3) Article index does not cover article - Even if inaccurate holdings is not an issue, searching by article title in Summon and its cousins often fails. This is because, Summon does not yet have the article metadata (much less full text indexed) so searching by article name fails, where searching the ejournal A-Z listing by journal title first succeeds.

While most discovery services boast over 90% coverage of typical collections this may vary from subject area to subject area. For example for Summon it's almost certainly weaker in chinese and law then in science areas, so if you tried searching for law articles in Summon you would get far below 90%

4) Access to full-text is sometimes not stable (varying problems from wrong metadata from source, knowledge base of resolver is wrong, provider target URL translation error etc )  - Even if the article is correctly listed in Summon, clicking on the full-text might fail as typically OpenURL is used to access , which is usally less stable then a direct link to journal title in OPACs or Journal A-Z lists.

In particular, in some cases the target does not allow OpenURL linking to the article level and drops the user at the journal level, which of course is almost the same as first searching by journal title!

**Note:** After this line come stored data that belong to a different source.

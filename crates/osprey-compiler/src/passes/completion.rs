//! Class Completion Pass - Resolve the effective member set of every class.
//!
//! This pass runs after registration. For each registered class it computes
//! the fake overrides the class inherits and stores a
//! [`ResolvedClass`](osprey_core::ResolvedClass) in the registry, so later
//! lowering stages can build dispatch tables from a single flat scope per
//! class.
//!
//! ## Algorithm
//!
//! 1. Topologically sort classes by inheritance (supertypes before subtypes)
//! 2. For each class in order:
//!    - Look up the resolved supertypes
//!    - Run override resolution against them
//!    - Store the resolved class
//! 3. Because we process in topological order, every supertype is resolved
//!    (or has failed) before its subtypes are visited
//!
//! A class whose resolution fails is never stored, so each of its subtypes
//! fails in turn with `UnresolvedSupertype`.
//!
//! ## Example
//!
//! ```text
//! interface B { fun f() }
//! class C : B { }
//! class D : C { fun f() }
//!
//! After completion:
//! - B: f() (declared)
//! - C: f() (fake override of B::f)
//! - D: f() (declared, overrides C::f)
//! ```

use rustc_hash::FxHashSet;
use tracing::{debug, warn};

use osprey_core::{CompilationError, TypeHash};
use osprey_registry::ClassRegistry;

use super::overrides::{OverrideChecker, OverrideResolver};

/// Options for the class completion pass.
#[derive(Debug, Clone, Copy, Default)]
pub struct CompletionConfig {
    /// Stop at the first failing class instead of collecting every error.
    pub fail_fast: bool,
}

/// Output of the class completion pass.
#[derive(Debug, Default)]
pub struct CompletionOutput {
    /// Number of classes resolved.
    pub classes_completed: usize,
    /// Number of fake overrides synthesized across all classes.
    pub fake_overrides_synthesized: usize,
    /// Collected errors.
    pub errors: Vec<CompilationError>,
}

impl CompletionOutput {
    /// Check if every class was resolved.
    pub fn is_success(&self) -> bool {
        self.errors.is_empty()
    }
}

/// Class Completion Pass - resolves overrides for every registered class.
pub struct ClassCompletionPass<'reg, C: ?Sized> {
    registry: &'reg mut ClassRegistry,
    resolver: OverrideResolver<'reg, C>,
    config: CompletionConfig,
}

impl<'reg, C> ClassCompletionPass<'reg, C>
where
    C: OverrideChecker + ?Sized,
{
    /// Create a new class completion pass.
    pub fn new(registry: &'reg mut ClassRegistry, checker: &'reg C) -> Self {
        Self {
            registry,
            resolver: OverrideResolver::new(checker),
            config: CompletionConfig::default(),
        }
    }

    /// Replace the pass configuration.
    pub fn with_config(mut self, config: CompletionConfig) -> Self {
        self.config = config;
        self
    }

    /// Run the class completion pass.
    #[cfg_attr(feature = "profiling", profiling::function)]
    pub fn run(mut self) -> CompletionOutput {
        let mut output = CompletionOutput::default();

        // Classes resolved by an earlier run are left alone
        let pending: Vec<TypeHash> = self
            .registry
            .class_hashes()
            .iter()
            .copied()
            .filter(|hash| !self.registry.is_resolved(*hash))
            .collect();

        // Topologically sort classes (supertypes before subtypes)
        let ordered = match self.topological_sort(&pending) {
            Ok(ordered) => ordered,
            Err(e) => {
                warn!(error = %e, "class completion aborted");
                output.errors.push(e);
                return output;
            }
        };

        // Process each class in order
        for class_hash in ordered {
            match self.complete_class(class_hash) {
                Ok(synthesized) => {
                    output.classes_completed += 1;
                    output.fake_overrides_synthesized += synthesized;
                }
                Err(e) => {
                    warn!(error = %e, "class resolution failed");
                    output.errors.push(e);
                    if self.config.fail_fast {
                        break;
                    }
                }
            }
        }

        debug!(
            classes = output.classes_completed,
            fake_overrides = output.fake_overrides_synthesized,
            errors = output.errors.len(),
            "class completion finished"
        );

        output
    }

    /// Resolve a single class and store it. Returns the number of fake
    /// overrides synthesized.
    fn complete_class(&mut self, class_hash: TypeHash) -> Result<usize, CompilationError> {
        // Phase 1: Resolve against the registry (immutable borrow)
        let resolved = {
            let class = self
                .registry
                .get(class_hash)
                .ok_or_else(|| CompilationError::UnknownType {
                    name: class_hash.to_string(),
                })?;

            self.resolver.resolve(class, &*self.registry)?
        }; // immutable borrow ends here

        // Phase 2: Store the result (mutable borrow)
        let synthesized = resolved.scope.fake_overrides().len();
        let resolved = self.registry.insert_resolved(resolved)?;

        debug!(
            class = %resolved.name,
            declared = resolved.scope.declared_members().len(),
            fake_overrides = synthesized,
            "resolved class"
        );

        Ok(synthesized)
    }

    /// Topologically sort classes by inheritance (supertypes before subtypes).
    ///
    /// Returns error if circular inheritance is detected.
    fn topological_sort(&self, classes: &[TypeHash]) -> Result<Vec<TypeHash>, CompilationError> {
        let mut visited = FxHashSet::default();
        let mut stack = Vec::new();
        let mut in_progress = FxHashSet::default();

        for &class_hash in classes {
            if !visited.contains(&class_hash) {
                self.visit(
                    class_hash,
                    classes,
                    &mut visited,
                    &mut in_progress,
                    &mut stack,
                )?;
            }
        }

        Ok(stack)
    }

    /// DFS visit for topological sort with cycle detection.
    fn visit(
        &self,
        class_hash: TypeHash,
        all_classes: &[TypeHash],
        visited: &mut FxHashSet<TypeHash>,
        in_progress: &mut FxHashSet<TypeHash>,
        stack: &mut Vec<TypeHash>,
    ) -> Result<(), CompilationError> {
        let class = self
            .registry
            .get(class_hash)
            .ok_or_else(|| CompilationError::UnknownType {
                name: class_hash.to_string(),
            })?;

        // Cycle detection
        if in_progress.contains(&class_hash) {
            return Err(CompilationError::CircularInheritance {
                name: class.name.clone(),
            });
        }

        if visited.contains(&class_hash) {
            return Ok(());
        }

        in_progress.insert(class_hash);

        // Visit supertypes first, in declaration order. Anything outside the
        // pending set is either already resolved or missing; the latter is
        // reported when the class itself is resolved.
        for supertype in class.supertype_hashes() {
            if all_classes.contains(&supertype) {
                self.visit(supertype, all_classes, visited, in_progress, stack)?;
            }
        }

        in_progress.remove(&class_hash);
        visited.insert(class_hash);
        stack.push(class_hash);

        Ok(())
    }
}

#[cfg(test)]
mod tests {
    use super::*;
    use crate::passes::overrides::SignatureChecker;
    use osprey_core::{ClassDecl, DataType, Member, Modality, ResolutionError, Signature};

    fn unit() -> Signature {
        Signature::returning(DataType::unit())
    }

    fn abstract_f(owner: &str, ret: &str) -> ClassDecl {
        ClassDecl::interface(owner).with_function(
            "f",
            Signature::returning(DataType::named(ret)),
            Modality::Abstract,
        )
    }

    fn registry_with(decls: Vec<ClassDecl>) -> ClassRegistry {
        let mut registry = ClassRegistry::new();
        registry.register_all(decls).unwrap();
        registry
    }

    #[test]
    fn complete_simple_inheritance() {
        let mut registry = registry_with(vec![
            ClassDecl::class("Base").with_function("foo", unit(), Modality::Open),
            ClassDecl::class("Derived")
                .with_supertype("Base")
                .with_function("qux", unit(), Modality::Open),
        ]);

        let output = ClassCompletionPass::new(&mut registry, &SignatureChecker).run();

        assert!(output.is_success(), "errors: {:?}", output.errors);
        assert_eq!(output.classes_completed, 2);
        assert_eq!(output.fake_overrides_synthesized, 1);

        let derived = registry.resolved_by_name("Derived").unwrap();
        let names: Vec<&str> = derived
            .effective_members()
            .iter()
            .map(|m| m.name.as_str())
            .collect();
        assert_eq!(names, vec!["qux", "foo"]);
        assert!(derived.scope.fake_overrides()[0].is_fake_override());
    }

    #[test]
    fn subtypes_registered_first_are_resolved_after_supertypes() {
        let mut registry = registry_with(vec![
            ClassDecl::class("Leaf").with_supertype("Mid"),
            ClassDecl::class("Mid").with_supertype("Root"),
            ClassDecl::class("Root").with_function("f", unit(), Modality::Abstract),
        ]);

        let output = ClassCompletionPass::new(&mut registry, &SignatureChecker).run();

        assert!(output.is_success(), "errors: {:?}", output.errors);
        let leaf = registry.resolved_by_name("Leaf").unwrap();
        let f = &leaf.scope.fake_overrides()[0];
        assert_eq!(f.overridden()[0].owner_name, "Mid");
        let root_f = &registry.resolved_by_name("Root").unwrap().scope.members()[0];
        assert_eq!(f.declaration_roots(), root_f.declaration_roots());
    }

    #[test]
    fn circular_inheritance_detected() {
        let mut registry = registry_with(vec![
            ClassDecl::class("A").with_supertype("B"),
            ClassDecl::class("B").with_supertype("A"),
        ]);

        let output = ClassCompletionPass::new(&mut registry, &SignatureChecker).run();

        assert_eq!(output.classes_completed, 0);
        assert_eq!(output.errors.len(), 1);
        assert!(matches!(
            output.errors[0],
            CompilationError::CircularInheritance { .. }
        ));
        assert_eq!(registry.resolved_count(), 0);
    }

    #[test]
    fn missing_supertype_is_unresolved() {
        let mut registry = registry_with(vec![ClassDecl::class("Orphan").with_supertype("Ghost")]);

        let output = ClassCompletionPass::new(&mut registry, &SignatureChecker).run();

        assert_eq!(
            output.errors,
            vec![CompilationError::Resolution(ResolutionError::UnresolvedSupertype {
                class: "Orphan".to_string(),
                supertype: "Ghost".to_string(),
            })]
        );
    }

    #[test]
    fn failure_propagates_to_subtypes() {
        let mut registry = registry_with(vec![
            abstract_f("C1", "Int"),
            abstract_f("C2", "String"),
            ClassDecl::class("D").with_supertype("C1").with_supertype("C2"),
            ClassDecl::class("E").with_supertype("D"),
            ClassDecl::class("Unrelated").with_supertype("C1"),
        ]);

        let output = ClassCompletionPass::new(&mut registry, &SignatureChecker).run();

        assert_eq!(output.classes_completed, 3);
        assert_eq!(output.errors.len(), 2);
        assert!(matches!(
            &output.errors[0],
            CompilationError::Resolution(e) if e.is_conflict() && e.class_name() == "D"
        ));
        assert!(matches!(
            &output.errors[1],
            CompilationError::Resolution(ResolutionError::UnresolvedSupertype { class, supertype })
                if class == "E" && supertype == "D"
        ));
        assert!(registry.resolved_by_name("Unrelated").is_some());
    }

    #[test]
    fn fail_fast_stops_at_first_error() {
        let mut registry = registry_with(vec![
            ClassDecl::class("First").with_supertype("Ghost"),
            ClassDecl::class("Second").with_supertype("Ghost"),
        ]);

        let output = ClassCompletionPass::new(&mut registry, &SignatureChecker)
            .with_config(CompletionConfig { fail_fast: true })
            .run();

        assert_eq!(output.errors.len(), 1);
        assert!(!output.is_success());
    }

    #[test]
    fn second_run_only_resolves_new_classes() {
        let mut registry =
            registry_with(vec![ClassDecl::class("Base").with_function("f", unit(), Modality::Open)]);
        let first = ClassCompletionPass::new(&mut registry, &SignatureChecker).run();
        assert_eq!(first.classes_completed, 1);

        registry
            .register_class(ClassDecl::class("Derived").with_supertype("Base"))
            .unwrap();
        let second = ClassCompletionPass::new(&mut registry, &SignatureChecker).run();

        assert!(second.is_success(), "errors: {:?}", second.errors);
        assert_eq!(second.classes_completed, 1);
        assert_eq!(registry.resolved_count(), 2);
    }

    #[test]
    fn closure_checker_drives_the_pass() {
        let mut registry = registry_with(vec![
            abstract_f("C1", "Int"),
            abstract_f("C2", "String"),
            ClassDecl::class("D").with_supertype("C1").with_supertype("C2"),
        ]);

        let same_name = |candidate: &Member, base: &Member| candidate.name == base.name;
        let output = ClassCompletionPass::new(&mut registry, &same_name).run();

        assert!(output.is_success(), "errors: {:?}", output.errors);
        let d = registry.resolved_by_name("D").unwrap();
        assert_eq!(d.scope.fake_overrides().len(), 1);
        assert_eq!(d.scope.fake_overrides()[0].overridden().len(), 2);
    }
}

5) Similar to other approaches, article level searches  work only for online articles but again it is possible to upload your print collection as does University of Huddersfield.

University of Huddersfield A-Z EJ Portal showing print holdings

4. Searching by article title using Google Scholar  

In many ways, Summon and similar were designed to compete with Google Scholar and hence both are very similar. Fast, quick with article level searching features.

In fact, some libraries have evaluated Web scale discovery products and opted to go for Google Scholar due to costs/

How then does one get to the full-text via Google Scholar? Typically the library opts into the Google Scholar Library Links program , this uses the library's OpenURL resolver but also requires that the library provide holdings to Google Scholar so the search results page in Google Scholar is "smart" and shows the  OpenURL link only if necessary.

A lesser option but still fairly popular is using proxy bookmarklet.

Using either method to access full-text leads to the same pros as Discovery products including

1) Fast, quick and efficient

2) No need to figure out journal title name, abbreviations etc

Google scholar also handles Open access and free stuff very well as a bonus. 

The disadvantages are similar as well

1) May not be in the Google Scholar index (it's notorious that nobody knows what is inside)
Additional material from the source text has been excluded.